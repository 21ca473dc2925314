//! Microsecond time base for the polling loop.
//!
//! Everything that measures elapsed time goes through [`Clock`], so tests can
//! drive time by hand instead of waiting on hardware.

/// A point in time with microsecond ticks.
pub type Instant = fugit::TimerInstantU64<1_000_000>;

/// A span of time with microsecond ticks.
pub type Duration = fugit::MicrosDurationU64;

/// A monotonic, free-running microsecond counter.
pub trait Clock {
    fn now(&self) -> Instant;
}

impl<C: Clock + ?Sized> Clock for &C {
    fn now(&self) -> Instant {
        (**self).now()
    }
}

/// Elapsed-time counter that is reset to zero when its event fires.
#[derive(Clone, Copy, Debug, PartialEq, Eq)]
#[cfg_attr(feature = "defmt", derive(defmt::Format))]
pub struct Stopwatch {
    started: Instant,
}

impl Stopwatch {
    pub const fn started_at(now: Instant) -> Self {
        Self { started: now }
    }

    pub fn restart(&mut self, now: Instant) {
        self.started = now;
    }

    /// Time since the last restart. Saturates at zero if `now` is earlier.
    pub fn elapsed(&self, now: Instant) -> Duration {
        now.checked_duration_since(self.started)
            .unwrap_or(Duration::from_ticks(0))
    }
}
//! Analog control inputs and outputs owned by the generator.
//!
//! The three potentiometers sit behind [`ControlInputs`]; the drive and offset
//! outputs are any [`SetDutyCycle`] (a DAC, or a filtered PWM channel).
//! [`Channels`] bundles them into the single [`HapticIo`] handle the
//! [`Generator`](crate::Generator) takes ownership of.

use embedded_hal::pwm::SetDutyCycle;

use crate::config::GeneratorConfig;

/// One of the three potentiometer inputs.
#[derive(Clone, Copy, Debug, PartialEq, Eq)]
#[cfg_attr(feature = "defmt", derive(defmt::Format))]
pub enum Control {
    /// Peak of the sawtooth.
    Amplitude,
    /// Sawtooth frequency, inverted (a higher reading is a lower frequency).
    Frequency,
    /// DC offset passed through to the difference amplifier.
    Offset,
}

/// One of the two analog outputs.
#[derive(Clone, Copy, Debug, PartialEq, Eq)]
#[cfg_attr(feature = "defmt", derive(defmt::Format))]
pub enum Output {
    /// Primary current drive.
    Drive,
    /// Offset fed to the difference amplifier.
    Offset,
}

/// Non-blocking potentiometer readings.
///
/// Implementations must return promptly; when a fresh conversion is not
/// ready, return the previous value.
pub trait ControlInputs {
    fn read(&mut self, control: Control) -> u16;
}

/// Hardware handle exclusively owned by the generator.
///
/// Values are raw counts in `[0, max_count]` for the configured resolution.
pub trait HapticIo {
    type Error;

    fn read(&mut self, control: Control) -> u16;

    fn write(&mut self, output: Output, value: u16) -> Result<(), Self::Error>;
}

/// Potentiometers plus two duty-cycle outputs sharing one resolution.
pub struct Channels<P, D, O> {
    pots: P,
    drive: D,
    offset: O,
    max_count: u16,
}

impl<P, D, O> Channels<P, D, O>
where
    P: ControlInputs,
    D: SetDutyCycle,
    O: SetDutyCycle<Error = D::Error>,
{
    /// Readings and writes are scaled to the resolution of `config`, the same
    /// config the [`Generator`](crate::Generator) is built with.
    pub fn new(pots: P, drive: D, offset: O, config: &GeneratorConfig) -> Self {
        Self {
            pots,
            drive,
            offset,
            max_count: config.max_count(),
        }
    }

    pub fn release(self) -> (P, D, O) {
        (self.pots, self.drive, self.offset)
    }
}

impl<P, D, O> HapticIo for Channels<P, D, O>
where
    P: ControlInputs,
    D: SetDutyCycle,
    O: SetDutyCycle<Error = D::Error>,
{
    type Error = D::Error;

    fn read(&mut self, control: Control) -> u16 {
        self.pots.read(control).min(self.max_count)
    }

    fn write(&mut self, output: Output, value: u16) -> Result<(), Self::Error> {
        let value = value.min(self.max_count);
        match output {
            Output::Drive => self.drive.set_duty_cycle_fraction(value, self.max_count),
            Output::Offset => self.offset.set_duty_cycle_fraction(value, self.max_count),
        }
    }
}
++++
### EXERCISE AIM
Write out each record exactly, without addition or omission.

### WRITTEN RESPONSE
repository 21ca473dc2925314
//! Microsecond time base for the polling loop.
//!
//! Everything that measures elapsed time goes through [`Clock`], so tests can
//! drive time by hand instead of waiting on hardware.

/// A point in time with microsecond ticks.
pub type Instant = fugit::TimerInstantU64<1_000_000>;

/// A span of time with microsecond ticks.
pub type Duration = fugit::MicrosDurationU64;

/// A monotonic, free-running microsecond counter.
pub trait Clock {
    fn now(&self) -> Instant;
}

impl<C: Clock + ?Sized> Clock for &C {
    fn now(&self) -> Instant {
        (**self).now()
    }
}

/// Elapsed-time counter that is reset to zero when its event fires.
#[derive(Clone, Copy, Debug, PartialEq, Eq)]
#[cfg_attr(feature = "defmt", derive(defmt::Format))]
pub struct Stopwatch {
    started: Instant,
}

impl Stopwatch {
    pub const fn started_at(now: Instant) -> Self {
        Self { started: now }
    }

    pub fn restart(&mut self, now: Instant) {
        self.started = now;
    }

    /// Time since the last restart. Saturates at zero if `now` is earlier.
    pub fn elapsed(&self, now: Instant) -> Duration {
        now.checked_duration_since(self.started)
            .unwrap_or(Duration::from_ticks(0))
    }
}
//! Analog control inputs and outputs owned by the generator.
//!
//! The three potentiometers sit behind [`ControlInputs`]; the drive and offset
//! outputs are any [`SetDutyCycle`] (a DAC, or a filtered PWM channel).
//! [`Channels`] bundles them into the single [`HapticIo`] handle the
//! [`Generator`](crate::Generator) takes ownership of.

use embedded_hal::pwm::SetDutyCycle;

use crate::config::GeneratorConfig;

/// One of the three potentiometer inputs.
#[derive(Clone, Copy, Debug, PartialEq, Eq)]
#[cfg_attr(feature = "defmt", derive(defmt::Format))]
pub enum Control {
    /// Peak of the sawtooth.
    Amplitude,
    /// Sawtooth frequency, inverted (a higher reading is a lower frequency).
    Frequency,
    /// DC offset passed through to the difference amplifier.
    Offset,
}

/// One of the two analog outputs.
#[derive(Clone, Copy, Debug, PartialEq, Eq)]
#[cfg_attr(feature = "defmt", derive(defmt::Format))]
pub enum Output {
    /// Primary current drive.
    Drive,
    /// Offset fed to the difference amplifier.
    Offset,
}

/// Non-blocking potentiometer readings.
///
/// Implementations must return promptly; when a fresh conversion is not
/// ready, return the previous value.
pub trait ControlInputs {
    fn read(&mut self, control: Control) -> u16;
}

/// Hardware handle exclusively owned by the generator.
///
/// Values are raw counts in `[0, max_count]` for the configured resolution.
pub trait HapticIo {
    type Error;

    fn read(&mut self, control: Control) -> u16;

    fn write(&mut self, output: Output, value: u16) -> Result<(), Self::Error>;
}

/// Potentiometers plus two duty-cycle outputs sharing one resolution.
pub struct Channels<P, D, O> {
    pots: P,
    drive: D,
    offset: O,
    max_count: u16,
}

impl<P, D, O> Channels<P, D, O>
where
    P: ControlInputs,
    D: SetDutyCycle,
    O: SetDutyCycle<Error = D::Error>,
{
    /// Readings and writes are scaled to the resolution of `config`, the same
    /// config the [`Generator`](crate::Generator) is built with.
    pub fn new(pots: P, drive: D, offset: O, config: &GeneratorConfig) -> Self {
        Self {
            pots,
            drive,
            offset,
            max_count: config.max_count(),
        }
    }

    pub fn release(self) -> (P, D, O) {
        (self.pots, self.drive, self.offset)
    }
}

impl<P, D, O> HapticIo for Channels<P, D, O>
where
    P: ControlInputs,
    D: SetDutyCycle,
    O: SetDutyCycle<Error = D::Error>,
{
    type Error = D::Error;

    fn read(&mut self, control: Control) -> u16 {
        self.pots.read(control).min(self.max_count)
    }

    fn write(&mut self, output: Output, value: u16) -> Result<(), Self::Error> {
        let value = value.min(self.max_count);
        match output {
            Output::Drive => self.drive.set_duty_cycle_fraction(value, self.max_count),
            Output::Offset => self.offset.set_duty_cycle_fraction(value, self.max_count),
        }
    }
}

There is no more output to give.